D’encausse, 70’lerde, Sovyetler’deki genel sağlık durumunun bozulduğuna, doğum oranının düştüğüne, ortalama insan ömrünün gözle görülür biçimde kısaldığına dikkat çekiyor ve bunun nedenlerinden birinin kadın nüfusunu vuran alkolizm olduğunu dile getiriyor. Politbüro 1985’te, ülkedeki alkoliklerin üçte birinin kadın olduğunu ve bunun da yarısının genç kadınlardan oluştuğu notunu düşmüş. “Çarlık Rusyası’nda neredeyse hiçbir kadın içki içmezdi, hele gençler asla ağzına koymazdı” notunu da göz ardı etmemek gerekir.
Sovyetler için ’demirperde’ ifadesini erken bir dönemde Churchill kullanmıştı. Bu ifadeyi Politbüro için de kullanmak gerekiyor. Politbüro’nun, Brejnev’in ölümünden Gorbaçov’un genel sekreter oluncaya kadarki dönemi doğrusu utanç vericidir. Yüzyılın başında genç ve zeki adamlardan oluşan SSCB’nin yönetim kadrosu, yaşlı ve vasat bir görünüm vermektedir. Askeri üstünlük uğruna girilen yarışın sonunda, 80’lerde, SSCB, tahıl ithal etmek zorunda kalır ve ekonomik bataklığa sürüklenir. “Bize ücret ödüyormuş gibi yapıyorlar, biz de çalışıyormuş gibi yapıyoruz” sözü bu dönemde ortaya çıkmış.
Gorbaçov, SSCB’yi, kötü bir yıkımdan iyi bir yıkıma taşımış diyebilir miyiz? D’encausse’un ‘Dünyayı Değiştiren Altı Yıl’ı, bu nedenle bir polisiye gibi.

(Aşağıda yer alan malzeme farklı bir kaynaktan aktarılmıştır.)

pub mod base_url;
pub mod config;
pub mod manager;

pub use base_url::{resolve_base_url, ApiBase, Environment, API_URL_ENV, ENVIRONMENT_ENV};
pub use config::{
    ApiConfig, ChatConfig, Config, ConfigError, ConfigResult, LogLevel, LoggingConfig,
    UploadConfig,
};
pub use manager::ConfigManager;

use std::path::PathBuf;

/// 获取 Jules 配置目录路径
pub fn jules_dir() -> Option<PathBuf> {
    dirs::home_dir().map(|home| home.join(".jules"))
}

/// 获取默认配置文件路径
pub fn default_config_path() -> Option<PathBuf> {
    jules_dir().map(|dir| dir.join("config.json"))
}

/// 获取默认日志文件路径
pub fn default_log_path() -> Option<PathBuf> {
    jules_dir().map(|dir| dir.join("logs").join("jules.log"))
}

/// 初始化 Jules 目录结构
pub async fn init_jules_dirs() -> ConfigResult<()> {
    if let Some(jules) = jules_dir() {
        tokio::fs::create_dir_all(&jules).await?;
        tokio::fs::create_dir_all(jules.join("logs")).await?;
    }
    Ok(())
}

/// 展开路径中的 ~ 为用户主目录
pub fn expand_tilde(path: &str) -> Option<PathBuf> {
    match path.strip_prefix("~/") {
        Some(rest) => dirs::home_dir().map(|home| home.join(rest)),
        None => Some(PathBuf::from(path)),
    }
}

#[cfg(test)]
mod tests {
    use super::*;

    #[test]
    fn test_jules_dir() {
        let dir = jules_dir();
        assert!(dir.is_some());
        assert!(dir.unwrap().to_string_lossy().contains(".jules"));
    }

    #[test]
    fn test_expand_tilde() {
        let expanded = expand_tilde("~/.jules/config.json");
        assert!(expanded.is_some());
        assert!(!expanded.unwrap().to_string_lossy().starts_with("~"));

        assert_eq!(expand_tilde("/var/log/jules.log"), Some(PathBuf::from("/var/log/jules.log")));
    }

    #[test]
    fn test_default_log_path() {
        let path = default_log_path().unwrap();
        assert!(path.ends_with("logs/jules.log"));
    }
}
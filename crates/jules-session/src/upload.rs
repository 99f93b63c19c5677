//! Upload validation and the transient status banner.

use std::path::Path;
use std::time::Duration;
use tokio::time::Instant;

use crate::error::UploadRejection;

/// 5 MiB
pub const MAX_UPLOAD_BYTES: u64 = 5 * 1024 * 1024;

/// MIME types accepted by the knowledge base
pub const ALLOWED_MIME_TYPES: &[&str] = &["text/plain", "application/pdf"];

/// How long a validation error stays visible
pub const REJECTION_TTL: Duration = Duration::from_secs(4);

/// How long an upload success or failure stays visible
pub const RESULT_TTL: Duration = Duration::from_secs(5);

/// A file ready to be sent to `POST /api/upload`
#[derive(Debug, Clone, PartialEq, Eq)]
pub struct UploadFile {
    pub file_name: String,
    pub mime_type: String,
    pub bytes: Vec<u8>,
}

impl UploadFile {
    pub fn new(
        file_name: impl Into<String>,
        mime_type: impl Into<String>,
        bytes: impl Into<Vec<u8>>,
    ) -> Self {
        Self {
            file_name: file_name.into(),
            mime_type: mime_type.into(),
            bytes: bytes.into(),
        }
    }

    /// Read a file from disk, inferring its MIME type from the extension
    pub async fn from_path(path: impl AsRef<Path>) -> std::io::Result<Self> {
        let path = path.as_ref();
        let bytes = tokio::fs::read(path).await?;
        let file_name = path
            .file_name()
            .map(|n| n.to_string_lossy().into_owned())
            .unwrap_or_else(|| path.display().to_string());

        Ok(Self {
            file_name,
            mime_type: mime_for_path(path).to_string(),
            bytes,
        })
    }

    pub fn size(&self) -> u64 {
        self.bytes.len() as u64
    }
}

/// MIME type for a path, by extension
pub fn mime_for_path(path: &Path) -> &'static str {
    match path
        .extension()
        .and_then(|e| e.to_str())
        .map(|e| e.to_ascii_lowercase())
        .as_deref()
    {
        Some("txt") => "text/plain",
        Some("pdf") => "application/pdf",
        _ => "application/octet-stream",
    }
}

/// Client-side upload limits
#[derive(Debug, Clone, PartialEq, Eq)]
pub struct UploadPolicy {
    pub max_bytes: u64,
    pub allowed_types: Vec<String>,
    pub rejection_ttl: Duration,
    pub result_ttl: Duration,
}

impl Default for UploadPolicy {
    fn default() -> Self {
        Self {
            max_bytes: MAX_UPLOAD_BYTES,
            allowed_types: ALLOWED_MIME_TYPES.iter().map(|t| t.to_string()).collect(),
            rejection_ttl: REJECTION_TTL,
            result_ttl: RESULT_TTL,
        }
    }
}

impl UploadPolicy {
    /// Type is checked before size.
    pub fn validate(&self, file: &UploadFile) -> Result<(), UploadRejection> {
        if !self.allowed_types.iter().any(|t| t == &file.mime_type) {
            return Err(UploadRejection::UnsupportedType {
                mime: file.mime_type.clone(),
            });
        }

        if file.size() > self.max_bytes {
            return Err(UploadRejection::TooLarge {
                size: file.size(),
                limit: self.max_bytes,
            });
        }

        Ok(())
    }
}

#[derive(Debug, Clone, Copy, PartialEq, Eq)]
pub enum BannerKind {
    Progress,
    Success,
    Error,
}

/// Upload status line. Expires after its ttl; a banner without ttl stays
/// until replaced.
#[derive(Debug, Clone, PartialEq, Eq)]
pub struct StatusBanner {
    pub text: String,
    pub kind: BannerKind,
    shown_at: Instant,
    ttl: Option<Duration>,
}

impl StatusBanner {
    pub fn new(text: impl Into<String>, kind: BannerKind, ttl: Option<Duration>) -> Self {
        Self {
            text: text.into(),
            kind,
            shown_at: Instant::now(),
            ttl,
        }
    }

    pub fn is_expired_at(&self, now: Instant) -> bool {
        match self.ttl {
            Some(ttl) => now.duration_since(self.shown_at) >= ttl,
            None => false,
        }
    }

    pub fn is_expired(&self) -> bool {
        self.is_expired_at(Instant::now())
    }
}

#[cfg(test)]
mod tests {
    use super::*;
    use tempfile::TempDir;

    fn file_of(size: usize, mime: &str) -> UploadFile {
        UploadFile::new("notes.txt", mime, vec![b'a'; size])
    }

    #[test]
    fn test_size_boundary() {
        let policy = UploadPolicy::default();
        assert!(policy.validate(&file_of(5 * 1024 * 1024, "text/plain")).is_ok());
        assert_eq!(
            policy.validate(&file_of(5 * 1024 * 1024 + 1, "text/plain")),
            Err(UploadRejection::TooLarge {
                size: 5 * 1024 * 1024 + 1,
                limit: MAX_UPLOAD_BYTES,
            })
        );
    }

    #[test]
    fn test_type_checked_first() {
        let policy = UploadPolicy::default();
        assert!(matches!(
            policy.validate(&file_of(6 * 1024 * 1024, "image/png")),
            Err(UploadRejection::UnsupportedType { .. })
        ));
        assert!(policy.validate(&file_of(10, "application/pdf")).is_ok());
    }

    #[test]
    fn test_mime_for_path() {
        assert_eq!(mime_for_path(Path::new("a/b/notes.TXT")), "text/plain");
        assert_eq!(mime_for_path(Path::new("paper.pdf")), "application/pdf");
        assert_eq!(mime_for_path(Path::new("image.png")), "application/octet-stream");
        assert_eq!(mime_for_path(Path::new("README")), "application/octet-stream");
    }

    #[tokio::test]
    async fn test_from_path() {
        let dir = TempDir::new().unwrap();
        let path = dir.path().join("memo.txt");
        tokio::fs::write(&path, b"bonjour").await.unwrap();

        let file = UploadFile::from_path(&path).await.unwrap();
        assert_eq!(file.file_name, "memo.txt");
        assert_eq!(file.mime_type, "text/plain");
        assert_eq!(file.size(), 7);
    }

    #[tokio::test(start_paused = true)]
    async fn test_banner_expiry() {
        let banner = StatusBanner::new("oops", BannerKind::Error, Some(REJECTION_TTL));
        assert!(!banner.is_expired());
        tokio::time::advance(Duration::from_millis(3999)).await;
        assert!(!banner.is_expired());
        tokio::time::advance(Duration::from_millis(1)).await;
        assert!(banner.is_expired());

        let sticky = StatusBanner::new("uploading", BannerKind::Progress, None);
        tokio::time::advance(Duration::from_secs(3600)).await;
        assert!(!sticky.is_expired());
    }
}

DÜNYAYI DEĞİŞTİREN ALTI YIL - 1985-1991 SOVYET İMPARATORLUĞU’NUN YIKILIŞI
Helene Carrere D’encausse
Çeviren: Şehsuvar Aktaş
Yapı Kredi Yayınları, 2019
256 sayfa, 24,07TL.
HAFTANIN ÖNERİSİ:
1-Spinoza Hukukçuya Ne Söyler?, Derleyenler: Cemal Bâli Akal, Z. Efe Antalyalı, Zoe Kitap. Spinoza’yla ilgili çalışmalar, onun kaynaklarını, açılımlarını anlamaya yönelikti ve daha çok ‘Etika’ ile ‘Tanrıbilimsel Politik İnceleme’ye odaklanmıştı. Burada ‘Politik İnceleme’nin sorunsalı merkez edinilmiş.
2-Geçmişle Yüzleşme İmkânları ve İmkânsızlıklar, Cansu Muratoğlu, Zoe Kitap. Tony Judt, 2007 yılında kaleme aldığı bir yazısında (Olgular Değişince –içinde) “Kötülük sorununun tarihi, entelektüel hayatın temel konusu haline geldi” demişti. Muratoğlu’nun çalışması da bu bağlamda.